**Your task:** Please copy each line of the records below that holds the word "text".

(Records from a data source)
====
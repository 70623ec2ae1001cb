use serde::{Deserialize, Serialize};
use std::fs;
use std::io::Write;
use std::path::{Path, PathBuf};

use crate::coin::{coin_json, program_hex, Coin, Program};
use crate::error::{Error, Result};

/// BLS G2 point at infinity: the aggregate of zero signatures.
/// Only valid for puzzles that emit no AGG_SIG conditions.
pub const PLACEHOLDER_SIGNATURE: &str = "0xc00000000000000000000000000000000000000000000000000000000000000000000000000000000000000000000000000000000000000000000000000000000000000000000000000000000000000000000000000000000000000000000000";

/// One authorization to consume a specific coin.
#[derive(Debug, Clone, PartialEq, Eq, Serialize, Deserialize)]
pub struct Spend {
    #[serde(with = "coin_json")]
    pub coin: Coin,
    #[serde(with = "program_hex")]
    pub puzzle_reveal: Program,
    #[serde(with = "program_hex")]
    pub solution: Program,
}

/// The transaction envelope submitted to the ledger.
#[derive(Debug, Clone, PartialEq, Eq, Serialize, Deserialize)]
pub struct SpendBundle {
    pub aggregated_signature: String,
    pub coin_spends: Vec<Spend>,
}

impl SpendBundle {
    /// Assembles a bundle; `spends` must be non-empty.
    pub fn assemble(spends: Vec<Spend>, signature: &str) -> Result<Self> {
        if spends.is_empty() {
            return Err(Error::encoding("spend bundle", "no coin spends"));
        }
        Ok(SpendBundle { aggregated_signature: signature.to_string(), coin_spends: spends })
    }

    pub fn is_unsigned(&self) -> bool {
        self.aggregated_signature.eq_ignore_ascii_case(PLACEHOLDER_SIGNATURE)
    }

    pub fn total_amount(&self) -> u128 {
        self.coin_spends.iter().map(|s| s.coin.amount as u128).sum()
    }

    /// Single-line JSON, as written to disk.
    pub fn to_json(&self) -> Result<String> {
        serde_json::to_string(self).map_err(|e| Error::encoding("spend bundle", e))
    }

    /// Short content digest used to name archived copies.
    pub fn digest(&self) -> Result<String> {
        let json = self.to_json()?;
        Ok(hex::encode(&blake3::hash(json.as_bytes()).as_bytes()[..8]))
    }
}

/// Where a bundle ended up on disk.
#[derive(Debug, Clone)]
pub struct Persisted {
    pub path: PathBuf,
    pub archive: Option<PathBuf>,
    pub json: String,
}

/// Writes the bundle to `path` (and a timestamped copy under `archive_dir`)
/// and syncs it, so a crash during broadcast leaves a resubmittable file.
pub fn persist(bundle: &SpendBundle, path: &Path, archive_dir: Option<&Path>) -> Result<Persisted> {
    let json = bundle.to_json()?;
    write_synced(path, &json)?;

    let archive = match archive_dir {
        Some(dir) => {
            fs::create_dir_all(dir).map_err(|e| persist_err(dir, e))?;
            let name = format!("{}-{}.json", chrono::Utc::now().format("%Y%m%dT%H%M%SZ"), bundle.digest()?);
            let copy = dir.join(name);
            write_synced(&copy, &json)?;
            Some(copy)
        }
        None => None,
    };
    Ok(Persisted { path: path.to_path_buf(), archive, json })
}

/// Reads a bundle previously written by `persist`.
pub fn load(path: &Path) -> Result<SpendBundle> {
    let text = fs::read_to_string(path).map_err(|e| persist_err(path, e))?;
    serde_json::from_str(&text).map_err(|e| Error::decode(format!("spend bundle {}", path.display()), e))
}

/// Writes through a sibling temp file and renames it over `path`, so a reader
/// sees either the previous bundle or the complete new one.
fn write_synced(path: &Path, json: &str) -> Result<()> {
    if let Some(parent) = path.parent().filter(|p| !p.as_os_str().is_empty()) {
        fs::create_dir_all(parent).map_err(|e| persist_err(parent, e))?;
    }
    let temp_path = path.with_extension("tmp");
    let written = write_temp(&temp_path, json).and_then(|()| fs::rename(&temp_path, path));
    if let Err(e) = written {
        let _ = fs::remove_file(&temp_path);
        return Err(persist_err(path, e));
    }
    Ok(())
}

fn write_temp(temp_path: &Path, json: &str) -> std::io::Result<()> {
    let mut file = fs::File::create(temp_path)?;
    file.write_all(json.as_bytes())?;
    file.write_all(b"\n")?;
    file.sync_all()
}

fn persist_err(path: &Path, source: std::io::Error) -> Error {
    Error::Persist { path: path.display().to_string(), source }
}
====
**The completed task:**
    let text = fs::read_to_string(path).map_err(|e| persist_err(path, e))?;
    serde_json::from_str(&text).map_err(|e| Error::decode(format!("spend bundle {}", path.display()), e))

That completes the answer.